I’m searching for something.


            Flipping through pages, reading poem after poem – –

            other people’s words.


            Not yours or mine,

            yet we both latch onto them;

            they’re saying what we cannot,


            what we censor out so as not

            to frighten others away.


            It creates an expanse between us – –

            poems are open to interpretation

            as caresses are not.

            Are we inferring the same meaning, ever?

            And will we not say?  What if never?




I’m longing for a touch,


            the way you tapped my shoulder last time – –


            Unmistakable, that you exist.


            But when you leave, I am more alone

            than you will ever know.

            Jackals set in, and they will tear me down


            to shreds you will not recognize.

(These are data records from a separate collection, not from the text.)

#[cfg(test)]
mod tests {
    use super::*;

    fn node(label: &str) -> Node {
        Node::new(label, NodeKind::Concept)
    }

    fn edge(a: &str, b: &str) -> Edge {
        Edge::between(a, b, EdgeKind::Related)
    }

    #[test]
    fn test_ids_are_stable() {
        assert_eq!(node_id("socrates"), node_id("socrates"));
        assert_ne!(node_id("socrates"), node_id("plato"));
        // Edge ids ignore endpoint order
        assert_eq!(edge_id("a", "b"), edge_id("b", "a"));
    }

    #[test]
    fn test_add_and_lookup() {
        let mut graph = ConceptGraph::new();
        let id = graph.add_node(node("logic"));

        assert_eq!(graph.node_count(), 1);
        assert_eq!(graph.node(id).unwrap().label, "logic");
        assert!(graph.node_by_label("LOGIC").is_some());
    }

    #[test]
    fn test_edge_requires_both_endpoints() {
        let mut graph = ConceptGraph::new();
        graph.add_node(node("a"));

        let err = graph.add_edge(edge("a", "missing")).unwrap_err();
        assert_eq!(err.code(), "REFERENTIAL_INTEGRITY");
        // Edge collection unchanged by the rejected insertion
        assert_eq!(graph.edge_count(), 0);
    }

    #[test]
    fn test_remove_node_cascades() {
        let mut graph = ConceptGraph::new();
        let a = graph.add_node(node("a"));
        graph.add_node(node("b"));
        graph.add_node(node("c"));
        graph.add_edge(edge("a", "b")).unwrap();
        graph.add_edge(edge("a", "c")).unwrap();
        graph.add_edge(edge("b", "c")).unwrap();

        graph.remove_node(a);

        assert_eq!(graph.node_count(), 2);
        // Only the b-c edge survives
        assert_eq!(graph.edge_count(), 1);
        let survivor = graph.iter_edges().next().unwrap();
        assert_eq!(survivor.id, edge_id("b", "c"));
    }

    #[test]
    fn test_replacing_node_keeps_created_at_and_order() {
        let mut graph = ConceptGraph::new();
        graph.add_node(node("a"));
        graph.add_node(node("b"));
        let created = graph.node_by_label("a").unwrap().created_at;

        let mut replacement = node("a");
        replacement.properties.importance = Some(0.5);
        graph.add_node(replacement);

        assert_eq!(graph.node_count(), 2);
        let a = graph.node_by_label("a").unwrap();
        assert_eq!(a.created_at, created);
        assert_eq!(a.properties.importance, Some(0.5));
        // Still first in insertion order
        assert_eq!(graph.iter_nodes().next().unwrap().label, "a");
    }

    #[test]
    fn test_neighbors_and_edges_between() {
        let mut graph = ConceptGraph::new();
        let a = graph.add_node(node("a"));
        let b = graph.add_node(node("b"));
        graph.add_node(node("c"));
        graph.add_edge(edge("a", "b")).unwrap();

        let neighbor_labels: Vec<&str> =
            graph.neighbors(a).iter().map(|n| n.label.as_str()).collect();
        assert_eq!(neighbor_labels, vec!["b"]);

        assert_eq!(graph.edges_between(a, b).len(), 1);
        assert_eq!(graph.edges_between(b, a).len(), 1);
    }

    #[test]
    fn test_remove_edge() {
        let mut graph = ConceptGraph::new();
        graph.add_node(node("a"));
        graph.add_node(node("b"));
        let id = graph.add_edge(edge("a", "b")).unwrap();

        assert!(graph.remove_edge(id).is_some());
        assert_eq!(graph.edge_count(), 0);
        assert!(graph.remove_edge(id).is_none());
    }

    #[test]
    fn test_mutations_touch_updated_at() {
        let mut graph = ConceptGraph::new();
        let before = graph.updated_at();
        graph.add_node(node("a"));
        assert!(graph.updated_at() >= before);
    }

    #[test]
    fn test_stats() {
        let mut graph = ConceptGraph::new();
        graph.add_node(node("a"));
        graph.add_node(node("b"));
        let mut e = edge("a", "b");
        e.properties.strength = Some(0.5);
        graph.add_edge(e).unwrap();

        let stats = graph.stats();
        assert_eq!(stats.node_count, 2);
        assert_eq!(stats.edge_count, 1);
        assert!((stats.total_strength - 0.5).abs() < 1e-12);
    }

    #[test]
    fn test_serde_round_trip() {
        let mut graph = ConceptGraph::new();
        graph.add_node(node("a"));
        graph.add_node(node("b"));
        graph.add_edge(edge("a", "b")).unwrap();

        let json = graph.to_json().unwrap();
        let restored: ConceptGraph = serde_json::from_str(&json).unwrap();
        assert_eq!(restored.node_count(), 2);
        assert_eq!(restored.edge_count(), 1);
        assert!(restored.node_by_label("a").is_some());
    }
}
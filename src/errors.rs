//! Structured error types for the extraction pipeline
//!
//! "Nothing found" is never an error here: empty text yields empty
//! collections. Errors mean the pipeline actually failed, and they carry
//! machine-readable codes so callers can map them onto their own surface
//! (an API layer turning `EXTRACTION_FAILED` into a 5xx, for example).

use serde::{Deserialize, Serialize};
use std::fmt;

/// Structured error payload for callers that serialize errors onward
#[derive(Debug, Serialize, Deserialize)]
pub struct ErrorDetail {
    /// Machine-readable error code
    pub code: String,

    /// Human-readable error message
    pub message: String,
}

/// Pipeline error types with proper categorization
#[derive(Debug)]
pub enum CoreError {
    /// The annotator failed or the input was malformed. Never produced for
    /// merely empty input.
    Extraction { reason: String },

    /// An edge or relation referenced a node/concept absent from the graph
    /// or concept set. Always a contract violation between stages.
    ReferentialIntegrity { edge: String, missing: String },

    /// Generic wrapper for external errors
    Internal(anyhow::Error),
}

impl CoreError {
    /// Get error code for caller identification
    pub fn code(&self) -> &'static str {
        match self {
            Self::Extraction { .. } => "EXTRACTION_FAILED",
            Self::ReferentialIntegrity { .. } => "REFERENTIAL_INTEGRITY",
            Self::Internal(_) => "INTERNAL_ERROR",
        }
    }

    /// Get detailed error message
    pub fn message(&self) -> String {
        match self {
            Self::Extraction { reason } => format!("Extraction failed: {reason}"),
            Self::ReferentialIntegrity { edge, missing } => {
                format!("Edge '{edge}' references missing node '{missing}'")
            }
            Self::Internal(err) => format!("Internal error: {err}"),
        }
    }

    /// Convert to a structured payload
    pub fn to_detail(&self) -> ErrorDetail {
        ErrorDetail {
            code: self.code().to_string(),
            message: self.message(),
        }
    }
}

impl fmt::Display for CoreError {
    fn fmt(&self, f: &mut fmt::Formatter<'_>) -> fmt::Result {
        write!(f, "{}", self.message())
    }
}

impl std::error::Error for CoreError {}

impl From<anyhow::Error> for CoreError {
    fn from(err: anyhow::Error) -> Self {
        Self::Internal(err)
    }
}

/// Type alias for Results using CoreError
pub type Result<T> = std::result::Result<T, CoreError>;
//! Call configuration

use crate::transport::TransportConfig;
use crate::types::MediaConstraints;
use serde::{Deserialize, Serialize};

/// STUN server used when none is configured
pub const DEFAULT_STUN_SERVER: &str = "stun:stun1.l.google.com:19302";

/// Top-level configuration
#[derive(Debug, Clone, PartialEq, Eq, Serialize, Deserialize)]
#[serde(default)]
pub struct PeerCallConfig {
    /// Relay connection settings
    pub transport: TransportConfig,
    /// STUN/TURN URLs handed to the media transport
    pub ice_servers: Vec<String>,
    /// Local capture constraints
    pub media: MediaConstraints,
    /// Pause local video right after acquiring it
    pub start_video_paused: bool,
    /// Capacity of the call event broadcast channel
    pub event_capacity: usize,
}

impl Default for PeerCallConfig {
    fn default() -> Self {
        Self {
            transport: TransportConfig::default(),
            ice_servers: vec![DEFAULT_STUN_SERVER.to_string()],
            media: MediaConstraints::video_call(),
            start_video_paused: true,
            event_capacity: 100,
        }
    }
}
impl<T: SignalingTransport + 'static> PeerSession<T> {
    pub(crate) fn new(
        channel: Arc<SignalingChannel<T>>,
        media: Arc<MediaController>,
        factory: Arc<dyn PeerTransportFactory>,
        inputs: mpsc::UnboundedSender<SessionInput>,
        state_tx: watch::Sender<CallState>,
        events: broadcast::Sender<CallEvent>,
    ) -> Self {
        Self {
            state: CallState::Idle,
            current: None,
            pending: PendingCandidates::new(),
            channel,
            media,
            factory,
            inputs,
            state_tx,
            events,
        }
    }

    #[cfg(test)]
    fn state(&self) -> CallState {
        self.state
    }

    #[cfg(test)]
    fn current_call(&self) -> Option<CallId> {
        self.current.as_ref().map(|t| t.call_id)
    }

    #[cfg(test)]
    fn pending_candidates(&self) -> usize {
        self.pending.len()
    }

    /// Process inputs until shutdown
    pub(crate) async fn run(mut self, mut inputs: mpsc::UnboundedReceiver<SessionInput>) {
        tracing::debug!("Peer session running");
        while let Some(input) = inputs.recv().await {
            match input {
                SessionInput::Command(command) => self.on_command(command).await,
                SessionInput::Inbound(Ok(message)) => self.on_message(message).await,
                SessionInput::Inbound(Err(e)) => {
                    let err = CallError::from(e);
                    tracing::warn!(error = %err, "Discarding inbound signaling frame");
                }
                SessionInput::RelayClosed => {
                    tracing::warn!(state = ?self.state, "Signaling relay closed, no further messages will arrive");
                }
                SessionInput::Transport { call_id, signal } => {
                    self.on_transport_signal(call_id, signal).await;
                }
                SessionInput::Step { call_id, outcome } => self.on_step(call_id, outcome).await,
                SessionInput::Shutdown => {
                    self.teardown(EndReason::LocalHangup, true).await;
                    break;
                }
            }
        }
        tracing::debug!("Peer session stopped");
    }

    async fn on_command(&mut self, command: Command) {
        match command {
            Command::Call(reply) => {
                let result = self.start_call();
                let _ = reply.send(result);
            }
            Command::HangUp(reply) => {
                self.teardown(EndReason::LocalHangup, true).await;
                let _ = reply.send(());
            }
        }
    }

    /// Idle → Negotiating(Caller)
    #[tracing::instrument(skip(self), fields(state = ?self.state))]
    fn start_call(&mut self) -> Result<CallId, CallError> {
        if self.state != CallState::Idle {
            tracing::warn!("Call requested while a call is in progress");
            return Err(CallError::AlreadyInCall);
        }
        let stream = self.media.local_stream().ok_or(MediaError::NoLocalStream)?;
        if !self.channel.is_open() {
            return Err(CallError::ChannelNotOpen);
        }

        let call_id = self.begin_transport();
        self.submit(TransportOp::AttachTracks(stream.tracks().to_vec()));
        self.submit(TransportOp::Offer);
        self.set_state(CallState::Negotiating(Role::Caller));
        tracing::info!(call_id = %call_id, "Placing call");
        Ok(call_id)
    }

    async fn on_message(&mut self, message: SignalingMessage) {
        match message {
            SignalingMessage::Offer(desc) => self.on_offer(desc),
            SignalingMessage::Answer(desc) => self.on_answer(desc),
            SignalingMessage::IceCandidate(candidate) => self.on_remote_candidate(candidate),
            SignalingMessage::Hangup => {
                if self.state == CallState::Idle {
                    tracing::debug!("Hangup received with no call in progress");
                } else {
                    tracing::info!("Remote peer hung up");
                    self.teardown(EndReason::RemoteHangup, false).await;
                }
            }
        }
    }

    /// Idle → Negotiating(Callee)
    fn on_offer(&mut self, offer: SessionDescription) {
        if self.state != CallState::Idle {
            let err = CallError::ProtocolViolation(format!(
                "offer received in state {:?}",
                self.state
            ));
            tracing::warn!(error = %err, "Rejecting offer, keeping current negotiation");
            return;
        }

        let call_id = self.begin_transport();
        self.submit(TransportOp::ApplyRemote(offer));
        match self.media.local_stream() {
            Some(stream) => self.submit(TransportOp::AttachTracks(stream.tracks().to_vec())),
            None => tracing::warn!(call_id = %call_id, "No local stream, answering receive-only"),
        }
        self.submit(TransportOp::Answer);
        self.set_state(CallState::Negotiating(Role::Callee));
        tracing::info!(call_id = %call_id, "Answering incoming call");
    }

    /// Negotiating(Caller) → Active
    fn on_answer(&mut self, answer: SessionDescription) {
        if self.state != CallState::Negotiating(Role::Caller) {
            let err = CallError::ProtocolViolation(format!(
                "answer received in state {:?}",
                self.state
            ));
            tracing::warn!(error = %err, "Discarding stale answer");
            return;
        }
        self.submit(TransportOp::ApplyRemote(answer));
        self.set_state(CallState::Active);
    }

    fn on_remote_candidate(&mut self, candidate: IceCandidate) {
        let Some(current) = self.current.as_ref() else {
            tracing::debug!("Discarding candidate with no transport session");
            return;
        };
        if current.remote_applied {
            current.worker.submit(TransportOp::AddCandidate(candidate));
        } else {
            self.pending.push(candidate);
            tracing::trace!(buffered = self.pending.len(), "Buffered early candidate");
        }
    }

    async fn on_transport_signal(&mut self, call_id: CallId, signal: MonitorSignal) {
        if !self.is_current(call_id) {
            tracing::trace!(call_id = %call_id, signal = ?signal, "Ignoring signal from released session");
            return;
        }

        match signal {
            MonitorSignal::Terminal(condition) => {
                let reason = CallError::TerminalConnectionState(condition.to_string());
                tracing::info!(call_id = %call_id, %reason, "Call ended by transport");
                self.teardown(EndReason::ConnectionLost, false).await;
            }
            MonitorSignal::Connected => {
                self.publish(CallEvent::ConnectionStateChanged {
                    call_id,
                    state: ConnectionState::Connected,
                });
                if self.state == CallState::Negotiating(Role::Callee) {
                    self.set_state(CallState::Active);
                }
                tracing::info!(call_id = %call_id, "Media connected");
            }
            MonitorSignal::ConnectionState(state) => {
                tracing::debug!(call_id = %call_id, state = ?state, "Connection state changed");
                self.publish(CallEvent::ConnectionStateChanged { call_id, state });
            }
            MonitorSignal::SignalingState(state) => {
                tracing::debug!(call_id = %call_id, state = ?state, "Signaling state changed");
            }
            MonitorSignal::LocalCandidate(candidate) => {
                let Some(current) = self.current.as_mut() else {
                    return;
                };
                if current.local_sent {
                    self.send_candidate(candidate).await;
                } else {
                    current.outbound_candidates.push(candidate);
                }
            }
            MonitorSignal::GatheringComplete => {
                tracing::debug!(call_id = %call_id, "Candidate gathering complete");
            }
            MonitorSignal::RemoteTrack { track_id, kind } => {
                tracing::info!(call_id = %call_id, track_id = %track_id, kind = %kind, "Remote track");
                self.publish(CallEvent::RemoteTrack {
                    call_id,
                    track_id,
                    kind,
                });
            }
        }
    }

    async fn on_step(&mut self, call_id: CallId, outcome: StepOutcome) {
        if !self.is_current(call_id) {
            tracing::debug!(call_id = %call_id, outcome = ?outcome, "Ignoring result for released session");
            return;
        }

        match outcome {
            StepOutcome::OfferReady(offer) => {
                if self.state != CallState::Negotiating(Role::Caller) {
                    tracing::debug!(state = ?self.state, "Offer no longer needed");
                    return;
                }
                self.send_local_description(SignalingMessage::Offer(offer))
                    .await;
            }
            StepOutcome::AnswerReady(answer) => {
                if self.state != CallState::Negotiating(Role::Callee) {
                    tracing::debug!(state = ?self.state, "Answer no longer needed");
                    return;
                }
                self.send_local_description(SignalingMessage::Answer(answer))
                    .await;
            }
            StepOutcome::RemoteApplied => {
                let Some(current) = self.current.as_mut() else {
                    return;
                };
                current.remote_applied = true;
                let flushed = self.pending.len();
                for candidate in self.pending.drain() {
                    current.worker.submit(TransportOp::AddCandidate(candidate));
                }
                tracing::debug!(call_id = %call_id, flushed, "Remote description applied");
            }
            StepOutcome::CandidateRejected(e) => {
                tracing::warn!(call_id = %call_id, error = %e, "Remote candidate rejected");
            }
            StepOutcome::Failed(e) => {
                let err = CallError::from(e);
                tracing::error!(call_id = %call_id, error = %err, "Negotiation failed");
                self.publish(CallEvent::Error {
                    message: err.to_string(),
                });
                self.teardown(EndReason::NegotiationFailed, false).await;
            }
        }
    }

    async fn send_local_description(&mut self, message: SignalingMessage) {
        if let Err(e) = self.channel.send(message).await {
            let err = CallError::from(e);
            tracing::error!(error = %err, "Failed to send session description");
            self.publish(CallEvent::Error {
                message: err.to_string(),
            });
            self.teardown(EndReason::SignalingFailed, false).await;
            return;
        }

        let Some(current) = self.current.as_mut() else {
            return;
        };
        current.local_sent = true;
        let queued = std::mem::take(&mut current.outbound_candidates);
        for candidate in queued {
            self.send_candidate(candidate).await;
        }
    }

    async fn send_candidate(&self, candidate: IceCandidate) {
        if let Err(e) = self
            .channel
            .send(SignalingMessage::IceCandidate(candidate))
            .await
        {
            tracing::warn!(error = %e, "Failed to send local candidate");
            self.publish(CallEvent::Error {
                message: e.to_string(),
            });
        }
    }

    /// Any state → Closing → Idle
    ///
    /// A no-op when there is nothing to tear down.
    async fn teardown(&mut self, reason: EndReason, notify_peer: bool) {
        if matches!(self.state, CallState::Idle | CallState::Closing) {
            tracing::debug!(state = ?self.state, reason = ?reason, "Nothing to tear down");
            return;
        }
        self.set_state(CallState::Closing);

        if notify_peer {
            if let Err(e) = self.channel.send(SignalingMessage::Hangup).await {
                tracing::warn!(error = %e, "Failed to notify peer of hangup");
                self.publish(CallEvent::Error {
                    message: e.to_string(),
                });
            }
        }

        if let Some(current) = self.current.take() {
            current.monitor.stop();
            current.worker.close();
            tracing::info!(
                call_id = %current.call_id,
                reason = ?reason,
                dropped_candidates = self.pending.len(),
                "Call torn down"
            );
            self.publish(CallEvent::CallEnded {
                call_id: current.call_id,
                reason,
            });
        }
        self.pending.clear();
        self.set_state(CallState::Idle);
    }

    fn begin_transport(&mut self) -> CallId {
        let call_id = CallId::new();
        let (events_tx, events_rx) = mpsc::unbounded_channel();

        let inputs = self.inputs.clone();
        let monitor = ConnectionMonitor::spawn(call_id, events_rx, move |call_id, signal| {
            inputs
                .send(SessionInput::Transport { call_id, signal })
                .is_ok()
        });
        let worker =
            TransportWorker::spawn(call_id, self.factory.clone(), events_tx, self.inputs.clone());

        self.pending.clear();
        self.current = Some(ActiveTransport {
            call_id,
            worker,
            monitor,
            remote_applied: false,
            local_sent: false,
            outbound_candidates: Vec::new(),
        });
        call_id
    }

    fn submit(&self, op: TransportOp) {
        if let Some(current) = self.current.as_ref() {
            current.worker.submit(op);
        }
    }

    fn is_current(&self, call_id: CallId) -> bool {
        self.current
            .as_ref()
            .is_some_and(|current| current.call_id == call_id)
    }

    fn set_state(&mut self, to: CallState) {
        let from = self.state;
        if from == to {
            return;
        }
        self.state = to;
        tracing::debug!(from = ?from, to = ?to, "Call state transition");
        self.state_tx.send_replace(to);
        self.publish(CallEvent::StateChanged { from, to });
    }

    fn publish(&self, event: CallEvent) {
        let _ = self.events.send(event);
    }
}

I howled with wolves once,


            I have never told you.

            It was sunset on a lake near Canada,


            I opened my throat and let the

            pain pour out, let the mournful


            chorus fill my ears – – they answered back,

            the wolves.  It is my theory

            that pain transcends boundary – –


            hurt to a wolf is the same as to a child.




My heart speaks that primitive language.


            I reached into the place where

            words are not enough, and found

            vowelled syllables for my pain.


            Suffering rang out across the lake,

            something the loons were used to.


            Wolves understand how to sing

            the unspeakable.




I’m flipping through pages,


            Searching for words

            to say the unsayable,


            The unnamed that is left uninterpreted.


            I want to howl until my voice

            goes raw, my throat cracks – –


            I want to tell you something

            in the primitive language of wolves.

            In the language grownups have forgotten

            how to understand.




Tell me, what is your response?


            Would you howl back after a pause,

            as my wolf packs did?

            Or would you bolt like any deer


            that senses the predatory near,

            and write off the wolf-response

            as only other children on other lakes,

            as my father did?


            I require faith, inference, touches, words – –

            I require patience, mostly,

            or I will be the deer that darts away.




Find the poem that answers my howl


            and I will find the touch that

            answers your response.


            We must make language where we cannot speak.